[EXERCISE DATA Boundary: Start]

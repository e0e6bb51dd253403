//! The error type returned by user stage functions.

use serde::{Deserialize, Serialize};
use thiserror::Error;

/// Well-known error kinds.
pub mod kinds {
    /// Connecting timed out.
    pub const CONNECT_TIMEOUT: &str = "ConnectTimeout";
    /// The peer violated the protocol.
    pub const PROTOCOL_ERROR: &str = "ProtocolError";
    /// Reading the response failed.
    pub const READ_ERROR: &str = "ReadError";
    /// The connection could not be established.
    pub const CONNECT_ERROR: &str = "ConnectError";
    /// No pooled connection became available in time.
    pub const POOL_TIMEOUT: &str = "PoolTimeout";
    /// Reading the response timed out.
    pub const READ_TIMEOUT: &str = "ReadTimeout";

    /// A task expected in a stage table was found in neither table.
    pub const TASK_DISAPPEARED: &str = "TaskDisappeared";
    /// A task or result could not cross a process boundary.
    pub const SERIALIZATION_ERROR: &str = "SerializationError";
    /// The worker process running the task exited.
    pub const WORKER_CRASHED: &str = "WorkerCrashed";
    /// The user function panicked.
    pub const PANIC: &str = "Panic";
    /// The function body is only available inside a worker process.
    pub const UNRESOLVED_FUNCTION: &str = "UnresolvedFunction";
    /// Generic IO failure without a network-style mapping.
    pub const IO_ERROR: &str = "IoError";

    /// The kinds retried by default: transient network failures.
    pub const DEFAULT_RETRYABLE: [&str; 6] = [
        CONNECT_TIMEOUT,
        PROTOCOL_ERROR,
        READ_ERROR,
        CONNECT_ERROR,
        POOL_TIMEOUT,
        READ_TIMEOUT,
    ];
}

/// A failure raised by a user function, classified by kind.
///
/// The display form `"<Kind>: <message>"` is the `error_info` string carried
/// by fail records.
#[derive(Debug, Clone, PartialEq, Eq, Hash, Serialize, Deserialize, Error)]
#[error("{kind}: {message}")]
pub struct TaskError {
    /// The error kind, matched against retry classifiers.
    pub kind: String,
    /// Human readable message.
    pub message: String,
}

impl TaskError {
    /// Creates a new task error.
    #[must_use]
    pub fn new(kind: impl Into<String>, message: impl Into<String>) -> Self {
        Self {
            kind: kind.into(),
            message: message.into(),
        }
    }

    /// Synthetic error for a task that vanished from the stage tables.
    #[must_use]
    pub fn disappeared(task_info: &str) -> Self {
        Self::new(kinds::TASK_DISAPPEARED, format!("{task_info} not found."))
    }

    /// A task or result could not be encoded or decoded.
    #[must_use]
    pub fn serialization(message: impl Into<String>) -> Self {
        Self::new(kinds::SERIALIZATION_ERROR, message)
    }

    /// The worker process running the task went away.
    #[must_use]
    pub fn worker_crashed(message: impl Into<String>) -> Self {
        Self::new(kinds::WORKER_CRASHED, message)
    }

    /// The user function panicked.
    #[must_use]
    pub fn panic(message: impl Into<String>) -> Self {
        Self::new(kinds::PANIC, message)
    }

    /// Returns true if this error has the given kind.
    #[must_use]
    pub fn is_kind(&self, kind: &str) -> bool {
        self.kind == kind
    }

    /// Returns the `"<Kind>: <message>"` form.
    #[must_use]
    pub fn info(&self) -> String {
        self.to_string()
    }
}

impl From<std::io::Error> for TaskError {
    fn from(err: std::io::Error) -> Self {
        use std::io::ErrorKind;

        let kind = match err.kind() {
            ErrorKind::TimedOut => kinds::READ_TIMEOUT,
            ErrorKind::ConnectionRefused
            | ErrorKind::ConnectionReset
            | ErrorKind::ConnectionAborted
            | ErrorKind::NotConnected => kinds::CONNECT_ERROR,
            ErrorKind::UnexpectedEof | ErrorKind::BrokenPipe => kinds::READ_ERROR,
            _ => kinds::IO_ERROR,
        };
        Self::new(kind, err.to_string())
    }
}

impl From<serde_json::Error> for TaskError {
    fn from(err: serde_json::Error) -> Self {
        Self::serialization(err.to_string())
    }
}
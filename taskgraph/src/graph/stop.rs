//! Graceful stop requests for a running graph.

use parking_lot::RwLock;
use std::sync::atomic::{AtomicBool, Ordering};
use std::sync::Arc;
use tokio::sync::Notify;

#[derive(Default)]
struct StopInner {
    stopped: AtomicBool,
    reason: RwLock<Option<String>>,
    notify: Notify,
}

/// A cloneable handle for stopping a graph run.
///
/// Stopping is idempotent; only the first reason is kept. After a stop the
/// runtime seeds nothing more, lets queued items drain, and kills worker
/// processes that outlive the join grace period.
#[derive(Clone, Default)]
pub struct StopHandle {
    inner: Arc<StopInner>,
}

impl StopHandle {
    /// Creates a handle that has not been stopped.
    #[must_use]
    pub fn new() -> Self {
        Self::default()
    }

    /// Requests a stop.
    pub fn stop(&self, reason: impl Into<String>) {
        if self
            .inner
            .stopped
            .compare_exchange(false, true, Ordering::SeqCst, Ordering::SeqCst)
            .is_ok()
        {
            *self.inner.reason.write() = Some(reason.into());
            self.inner.notify.notify_waiters();
        }
    }

    /// Returns whether a stop was requested.
    #[must_use]
    pub fn is_stopped(&self) -> bool {
        self.inner.stopped.load(Ordering::SeqCst)
    }

    /// Returns the stop reason, if any.
    #[must_use]
    pub fn reason(&self) -> Option<String> {
        self.inner.reason.read().clone()
    }

    /// Resolves once a stop was requested.
    pub async fn stopped(&self) {
        loop {
            let notified = self.inner.notify.notified();
            if self.is_stopped() {
                return;
            }
            notified.await;
        }
    }

    /// Clears the stop so the handle can serve another run.
    pub fn reset(&self) {
        self.inner.stopped.store(false, Ordering::SeqCst);
        *self.inner.reason.write() = None;
    }
}

impl std::fmt::Debug for StopHandle {
    fn fmt(&self, f: &mut std::fmt::Formatter<'_>) -> std::fmt::Result {
        f.debug_struct("StopHandle")
            .field("stopped", &self.is_stopped())
            .field("reason", &self.reason())
            .finish()
    }
}

#[cfg(test)]
mod tests {
    use super::*;
    use std::time::Duration;

    #[test]
    fn test_first_reason_wins() {
        let handle = StopHandle::new();
        assert!(!handle.is_stopped());

        handle.stop("first");
        handle.clone().stop("second");

        assert!(handle.is_stopped());
        assert_eq!(handle.reason().as_deref(), Some("first"));

        handle.reset();
        assert!(!handle.is_stopped());
        assert!(handle.reason().is_none());
    }

    #[tokio::test]
    async fn test_stopped_wakes_waiters() {
        let handle = StopHandle::new();
        let waiter = tokio::spawn({
            let handle = handle.clone();
            async move { handle.stopped().await }
        });

        tokio::time::sleep(Duration::from_millis(10)).await;
        handle.stop("shutdown");

        tokio::time::timeout(Duration::from_secs(1), waiter)
            .await
            .unwrap()
            .unwrap();
    }

    #[tokio::test]
    async fn test_stopped_returns_at_once_when_already_stopped() {
        let handle = StopHandle::new();
        handle.stop("early");
        tokio::time::timeout(Duration::from_millis(100), handle.stopped())
            .await
            .unwrap();
    }
}
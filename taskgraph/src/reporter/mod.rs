//! Pushes run progress to an HTTP endpoint.
//!
//! The reporter is advisory: every request failure is logged and otherwise
//! ignored, and the run behaves the same with or without it.
//!
//! Endpoints, relative to [`ReporterConfig::base_url`]:
//!
//! - `POST /api/push_structure` once, with the boxed tree drawing.
//! - `GET /api/get_interval` each round; the server may slow us down.
//! - `POST /api/push_status` with one [`StageSnapshot`] per stage.
//! - `POST /api/push_errors` with the fail records added since the last push.

use crate::config::ReporterConfig;
use crate::graph::{snapshot_all, StageSnapshot};
use crate::stage::Stage;
use crate::task::FailRecord;
use parking_lot::Mutex;
use reqwest::Client;
use serde::{Deserialize, Serialize};
use std::sync::Arc;
use std::time::Duration;
use tokio::sync::oneshot;
use tokio::task::JoinHandle;
use tracing::{debug, warn};

const MIN_INTERVAL: Duration = Duration::from_secs(1);
const MAX_INTERVAL: Duration = Duration::from_secs(60);

#[derive(Debug, Deserialize)]
struct IntervalReply {
    interval: f64,
}

#[derive(Debug, Serialize)]
struct StructurePayload<'a> {
    structure: &'a [String],
}

/// Clamps a server-provided interval to 1..=60 seconds.
fn clamp_interval(seconds: f64) -> Option<Duration> {
    if !seconds.is_finite() || seconds <= 0.0 {
        return None;
    }
    Some(Duration::from_secs_f64(seconds).clamp(MIN_INTERVAL, MAX_INTERVAL))
}

/// HTTP client for the reporting endpoint.
#[derive(Debug, Clone)]
pub struct ReporterClient {
    client: Client,
    base_url: String,
    fallback_interval: Duration,
}

impl ReporterClient {
    /// Builds a client from the configuration.
    pub fn new(config: &ReporterConfig) -> Result<Self, reqwest::Error> {
        let client = Client::builder().timeout(config.timeout()).build()?;
        Ok(Self {
            client,
            base_url: config.base_url.trim_end_matches('/').to_string(),
            fallback_interval: config.interval().clamp(MIN_INTERVAL, MAX_INTERVAL),
        })
    }

    fn url(&self, path: &str) -> String {
        format!("{}{path}", self.base_url)
    }

    async fn post<T: Serialize + ?Sized>(&self, path: &str, body: &T) {
        let url = self.url(path);
        match self.client.post(&url).json(body).send().await {
            Ok(resp) if resp.status().is_success() => {}
            Ok(resp) => warn!(url = %url, status = %resp.status(), "Reporter push rejected"),
            Err(e) => warn!(url = %url, error = %e, "Reporter push failed"),
        }
    }

    /// Sends the graph drawing.
    pub async fn push_structure(&self, structure: &[String]) {
        self.post("/api/push_structure", &StructurePayload { structure }).await;
    }

    /// Sends stage snapshots.
    pub async fn push_status(&self, snapshots: &[StageSnapshot]) {
        self.post("/api/push_status", snapshots).await;
    }

    /// Sends fail records.
    pub async fn push_errors(&self, records: &[FailRecord]) {
        self.post("/api/push_errors", records).await;
    }

    /// Asks the server how long to wait, falling back to the configured
    /// interval.
    pub async fn get_interval(&self) -> Duration {
        let url = self.url("/api/get_interval");
        let reply = match self.client.get(&url).send().await {
            Ok(resp) => resp.json::<IntervalReply>().await,
            Err(e) => Err(e),
        };
        match reply {
            Ok(reply) => clamp_interval(reply.interval).unwrap_or(self.fallback_interval),
            Err(e) => {
                debug!(url = %url, error = %e, "Using the configured report interval");
                self.fallback_interval
            }
        }
    }
}

/// Background reporting task for one run.
#[derive(Debug)]
pub struct Reporter {
    stop: oneshot::Sender<()>,
    handle: JoinHandle<()>,
}

impl Reporter {
    /// Starts pushing progress for `stages` until [`Reporter::finish`].
    ///
    /// Returns `None` when the HTTP client cannot be built.
    pub fn spawn(
        config: &ReporterConfig,
        stages: Vec<Stage>,
        records: Arc<Mutex<Vec<FailRecord>>>,
        structure: Vec<String>,
    ) -> Option<Self> {
        let client = match ReporterClient::new(config) {
            Ok(client) => client,
            Err(e) => {
                warn!(error = %e, "Reporter disabled");
                return None;
            }
        };
        let (stop, mut stopped) = oneshot::channel();

        let handle = tokio::spawn(async move {
            client.push_structure(&structure).await;
            let mut sent = 0;
            loop {
                let interval = client.get_interval().await;
                push_round(&client, &stages, &records, &mut sent).await;
                tokio::select! {
                    _ = &mut stopped => break,
                    () = tokio::time::sleep(interval) => {}
                }
            }
            push_round(&client, &stages, &records, &mut sent).await;
        });

        Some(Self { stop, handle })
    }

    /// Makes the final push and waits for the task to end.
    pub async fn finish(self) {
        let _ = self.stop.send(());
        if let Err(e) = self.handle.await {
            warn!(error = %e, "Reporter task failed");
        }
    }
}

/// Pushes the stage snapshots and the fail records after index `sent`.
async fn push_round(
    client: &ReporterClient,
    stages: &[Stage],
    records: &Mutex<Vec<FailRecord>>,
    sent: &mut usize,
) {
    client.push_status(&snapshot_all(stages)).await;
    let fresh: Vec<FailRecord> = records
        .lock()
        .get(*sent..)
        .map(<[FailRecord]>::to_vec)
        .unwrap_or_default();
    if !fresh.is_empty() {
        client.push_errors(&fresh).await;
        *sent += fresh.len();
    }
}

#[cfg(test)]
mod tests {
    use super::*;
    use crate::stage::StageFunction;
    use crate::task::{TaskError, TaskKey};
    use serde_json::{json, Value};

    #[test]
    fn test_clamp_interval() {
        assert_eq!(clamp_interval(0.2), Some(MIN_INTERVAL));
        assert_eq!(clamp_interval(500.0), Some(MAX_INTERVAL));
        assert_eq!(clamp_interval(3.0), Some(Duration::from_secs(3)));
        assert_eq!(clamp_interval(-1.0), None);
        assert_eq!(clamp_interval(f64::NAN), None);
    }

    #[tokio::test]
    async fn test_interval_from_server_and_fallback() {
        let mut server = mockito::Server::new_async().await;
        let config = ReporterConfig::new(server.url()).with_interval(7.0);
        let client = ReporterClient::new(&config).unwrap();

        let ok = server
            .mock("GET", "/api/get_interval")
            .with_body(r#"{"interval": 2}"#)
            .create_async()
            .await;
        assert_eq!(client.get_interval().await, Duration::from_secs(2));
        ok.assert_async().await;
        ok.remove_async().await;

        let bad = server
            .mock("GET", "/api/get_interval")
            .with_status(500)
            .create_async()
            .await;
        assert_eq!(client.get_interval().await, Duration::from_secs(7));
        bad.assert_async().await;
    }

    #[tokio::test]
    async fn test_reporter_pushes_everything() {
        let mut server = mockito::Server::new_async().await;
        let structure = server
            .mock("POST", "/api/push_structure")
            .match_body(mockito::Matcher::PartialJson(json!({"structure": ["tree"]})))
            .create_async()
            .await;
        let interval = server
            .mock("GET", "/api/get_interval")
            .with_body(r#"{"interval": 60}"#)
            .expect_at_least(1)
            .create_async()
            .await;
        let status = server
            .mock("POST", "/api/push_status")
            .expect_at_least(2)
            .create_async()
            .await;
        let errors = server
            .mock("POST", "/api/push_errors")
            .match_body(mockito::Matcher::Regex("ReadTimeout".to_string()))
            .expect_at_least(1)
            .create_async()
            .await;

        let stage = Stage::new("A", StageFunction::named("f"));
        let records = Arc::new(Mutex::new(vec![FailRecord::new(
            "A[f]",
            &TaskKey::of(&json!(1)),
            &TaskError::new("ReadTimeout", "slow"),
        )]));
        let reporter = Reporter::spawn(
            &ReporterConfig::new(server.url()),
            vec![stage],
            records,
            vec!["tree".to_string()],
        )
        .unwrap();
        tokio::time::sleep(Duration::from_millis(200)).await;
        reporter.finish().await;

        structure.assert_async().await;
        interval.assert_async().await;
        status.assert_async().await;
        errors.assert_async().await;
    }

    #[tokio::test]
    async fn test_reporter_pushes_each_error_once() {
        let mut server = mockito::Server::new_async().await;
        let _interval = server
            .mock("GET", "/api/get_interval")
            .with_body(r#"{"interval": 60}"#)
            .create_async()
            .await;
        let _status = server.mock("POST", "/api/push_status").create_async().await;
        let _structure = server.mock("POST", "/api/push_structure").create_async().await;
        let first = server
            .mock("POST", "/api/push_errors")
            .match_body(mockito::Matcher::Regex("ReadTimeout".to_string()))
            .expect(1)
            .create_async()
            .await;
        let second = server
            .mock("POST", "/api/push_errors")
            .match_body(mockito::Matcher::Regex("ConnectError".to_string()))
            .expect(1)
            .create_async()
            .await;

        let record = |task: Value, kind: &str| {
            FailRecord::new("A[f]", &TaskKey::of(&task), &TaskError::new(kind, "down"))
        };
        let records = Arc::new(Mutex::new(vec![record(json!(1), "ReadTimeout")]));
        let reporter = Reporter::spawn(
            &ReporterConfig::new(server.url()),
            vec![Stage::new("A", StageFunction::named("f"))],
            records.clone(),
            Vec::new(),
        )
        .unwrap();
        tokio::time::sleep(Duration::from_millis(200)).await;
        records.lock().push(record(json!(2), "ConnectError"));
        reporter.finish().await;

        first.assert_async().await;
        second.assert_async().await;
    }

    #[tokio::test]
    async fn test_unreachable_server_is_harmless() {
        let config = ReporterConfig::new("http://127.0.0.1:9").with_interval(1.0);
        let reporter = Reporter::spawn(
            &config,
            Vec::new(),
            Arc::new(Mutex::new(Vec::new())),
            Vec::new(),
        )
        .unwrap();
        reporter.finish().await;
    }
}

[EXERCISE DATA Boundary: End]

== TO DO ==
Please return exactly the lines from the opening line of the data above through the line with "pub const CONNECT_TIMEOUT: &str", both included and nothing else.

== YOUR SOLUTION ==
repository e0e6bb51dd253403
//! The error type returned by user stage functions.

use serde::{Deserialize, Serialize};
use thiserror::Error;

/// Well-known error kinds.
pub mod kinds {
    /// Connecting timed out.
    pub const CONNECT_TIMEOUT: &str = "ConnectTimeout";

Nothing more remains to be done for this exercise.